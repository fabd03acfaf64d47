//! Warnings, debug output, and error rendering (§4.7).
//!
//! The [`Logger`] trait is the seam between the evaluator and whatever a
//! host wants to do with `@warn`/`@debug` output. `sass-core` only ships
//! plain-text loggers; a host that wants colored terminal output (like
//! `sass-cli`, with `owo-colors`) wraps one of these rather than the core
//! reaching for a TTY-detection crate itself.

use std::cell::RefCell;
use std::collections::HashSet;
use std::fmt;

use strum_macros::{EnumString, IntoStaticStr};

use sass_common::limiter::{Admission, RepetitionLimiter};

use crate::error::{SassError, SassResult, Span, StackFrame};

mod render;

pub use render::render;

/// A named category of deprecated behavior a stylesheet can trigger,
/// mirroring the "deprecation id" concept real Sass implementations use
/// to let callers silence, opt into early, or escalate specific warnings.
/// The id strings (`as_ref`/`FromStr`, both kebab-case) are what
/// `--fatal-deprecation`-style host configuration compares against.
#[derive(Debug, Clone, Copy, PartialEq, Eq, Hash, EnumString, IntoStaticStr)]
#[strum(serialize_all = "kebab-case")]
pub enum Deprecation {
    /// Use of the legacy `@import` rule in favor of `@use`/`@forward`.
    Import,
    /// Calling a module function through its legacy unprefixed global name.
    GlobalBuiltin,
    /// `/` used for division outside a calculation context.
    SlashDiv,
}

impl Deprecation {
    #[must_use]
    pub fn id(self) -> &'static str {
        self.into()
    }
}

impl fmt::Display for Deprecation {
    fn fmt(&self, f: &mut fmt::Formatter<'_>) -> fmt::Result {
        f.write_str(self.id())
    }
}

/// Receives `@warn`/`@debug` output and deprecation notices from the
/// evaluator. Implementations decide how (or whether) to surface them.
pub trait Logger {
    /// An `@warn` or internal runtime warning.
    fn warn(&self, message: &str, span: Option<&Span>, trace: &[StackFrame]);

    /// An `@debug` statement.
    fn debug(&self, message: &str, span: &Span);

    /// A warning tied to a specific [`Deprecation`] id. The default
    /// implementation just formats it through [`Logger::warn`]; a logger
    /// that wants repetition limiting, silencing, or fatal escalation
    /// (§4.7, §6) overrides this instead.
    fn warn_deprecated(&self, deprecation: Deprecation, message: &str, span: &Span) -> SassResult<()> {
        self.warn(&format!("Deprecation [{deprecation}]: {message}"), Some(span), &[]);
        Ok(())
    }
}

/// Writes every message to stderr, unconditionally.
#[derive(Debug, Default)]
pub struct StderrLogger;

impl Logger for StderrLogger {
    fn warn(&self, message: &str, span: Option<&Span>, trace: &[StackFrame]) {
        eprintln!("Warning: {message}");
        if let Some(span) = span {
            eprint!("{}", render(span));
        }
        for frame in trace {
            eprintln!("    {frame}");
        }
    }

    fn debug(&self, message: &str, span: &Span) {
        let (line, col) = span.source.line_col(span.start);
        eprintln!("{}:{}:{} DEBUG: {}", span.source.url, line, col, message);
    }
}

/// Discards every message — backs `CompileOptions::quiet`.
#[derive(Debug, Default)]
pub struct NullLogger;

impl Logger for NullLogger {
    fn warn(&self, _message: &str, _span: Option<&Span>, _trace: &[StackFrame]) {}
    fn debug(&self, _message: &str, _span: &Span) {}
    fn warn_deprecated(&self, _deprecation: Deprecation, _message: &str, _span: &Span) -> SassResult<()> {
        Ok(())
    }
}

/// Policy for how a [`DeprecationAwareLogger`] treats each [`Deprecation`]
/// id — the `fatal_deprecations`/`future_deprecations`/`silence_deprecations`
/// configuration knobs from §6.
#[derive(Debug, Clone, Default)]
pub struct DeprecationPolicy {
    pub fatal: HashSet<Deprecation>,
    pub silenced: HashSet<Deprecation>,
    /// Deprecations opted into early (`future_deprecations`): tags whose
    /// new behavior a caller wants enabled now, ahead of this crate's
    /// default rollout schedule for them. Every [`Deprecation`] this crate
    /// currently defines already warns unconditionally once triggered, so
    /// this set has no observable effect yet — it's accepted and stored
    /// for parity with §6's configuration table, ready for a future
    /// deprecation that *is* gated behind an opt-in.
    pub future: HashSet<Deprecation>,
    /// Emit every repetition instead of limiting to 5 (`verbose`).
    pub verbose: bool,
}

/// Wraps another [`Logger`], applying [`DeprecationPolicy`] and limiting
/// repeated deprecation warnings to at most 5 per tag before collapsing
/// into a final summary count (§4.7).
pub struct DeprecationAwareLogger<'a> {
    inner: &'a dyn Logger,
    policy: DeprecationPolicy,
    limiter: RefCell<RepetitionLimiter>,
}

impl<'a> DeprecationAwareLogger<'a> {
    #[must_use]
    pub fn new(inner: &'a dyn Logger, policy: DeprecationPolicy) -> Self {
        let limiter = if policy.verbose { RepetitionLimiter::with_limit(0) } else { RepetitionLimiter::new() };
        Self { inner, policy, limiter: RefCell::new(limiter) }
    }

    /// A one-line count of every deprecation tag that hit the repetition
    /// limit, for the "N repetitions of this warning were omitted" footer
    /// a host prints once compilation finishes.
    #[must_use]
    pub fn summary(&self) -> Option<String> {
        let total = self.limiter.borrow().total_suppressed();
        if total == 0 {
            None
        } else {
            Some(format!("{total} repeated deprecation warning(s) omitted."))
        }
    }
}

impl Logger for DeprecationAwareLogger<'_> {
    fn warn(&self, message: &str, span: Option<&Span>, trace: &[StackFrame]) {
        self.inner.warn(message, span, trace);
    }

    fn debug(&self, message: &str, span: &Span) {
        self.inner.debug(message, span);
    }

    fn warn_deprecated(&self, deprecation: Deprecation, message: &str, span: &Span) -> SassResult<()> {
        if self.policy.silenced.contains(&deprecation) {
            return Ok(());
        }
        if self.policy.fatal.contains(&deprecation) {
            return Err(SassError::runtime(
                format!("{message} (this is an error because {deprecation} is a fatal deprecation)"),
                span.clone(),
            ));
        }
        match self.limiter.borrow_mut().admit(deprecation.id()) {
            Admission::Print(_) => {
                self.inner.warn(&format!("Deprecation [{deprecation}]: {message}"), Some(span), &[]);
            }
            Admission::Suppressed => {}
        }
        Ok(())
    }
}

#[cfg(test)]
mod tests {
    use super::*;
    use crate::error::SourceFile;
    use std::sync::Arc;

    fn span() -> Span {
        let url = url::Url::parse("file:///input.scss").unwrap();
        let source = Arc::new(SourceFile::new(url, "a {}"));
        Span::new(source, 0, 1)
    }

    #[test]
    fn silenced_deprecation_is_dropped() {
        let inner = NullLogger;
        let mut policy = DeprecationPolicy::default();
        policy.silenced.insert(Deprecation::Import);
        let logger = DeprecationAwareLogger::new(&inner, policy);
        assert!(logger.warn_deprecated(Deprecation::Import, "msg", &span()).is_ok());
    }

    #[test]
    fn fatal_deprecation_becomes_an_error() {
        let inner = NullLogger;
        let mut policy = DeprecationPolicy::default();
        policy.fatal.insert(Deprecation::Import);
        let logger = DeprecationAwareLogger::new(&inner, policy);
        assert!(logger.warn_deprecated(Deprecation::Import, "msg", &span()).is_err());
    }

    #[test]
    fn future_deprecation_is_accepted_but_does_not_change_behavior_today() {
        let inner = NullLogger;
        let mut policy = DeprecationPolicy::default();
        policy.future.insert(Deprecation::SlashDiv);
        let logger = DeprecationAwareLogger::new(&inner, policy);
        assert!(logger.warn_deprecated(Deprecation::SlashDiv, "msg", &span()).is_ok());
    }

    #[test]
    fn repeated_deprecation_is_limited_then_summarized() {
        let inner = NullLogger;
        let logger = DeprecationAwareLogger::new(&inner, DeprecationPolicy::default());
        for _ in 0..8 {
            logger.warn_deprecated(Deprecation::SlashDiv, "msg", &span()).unwrap();
        }
        assert!(logger.summary().is_some());
    }
}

* * *

§ Your instructions
Filter the records above for the string "evaluator" and copy each matching line.

§ Response below
//! The [`Logger`] trait is the seam between the evaluator and whatever a
/// evaluator. Implementations decide how (or whether) to surface them.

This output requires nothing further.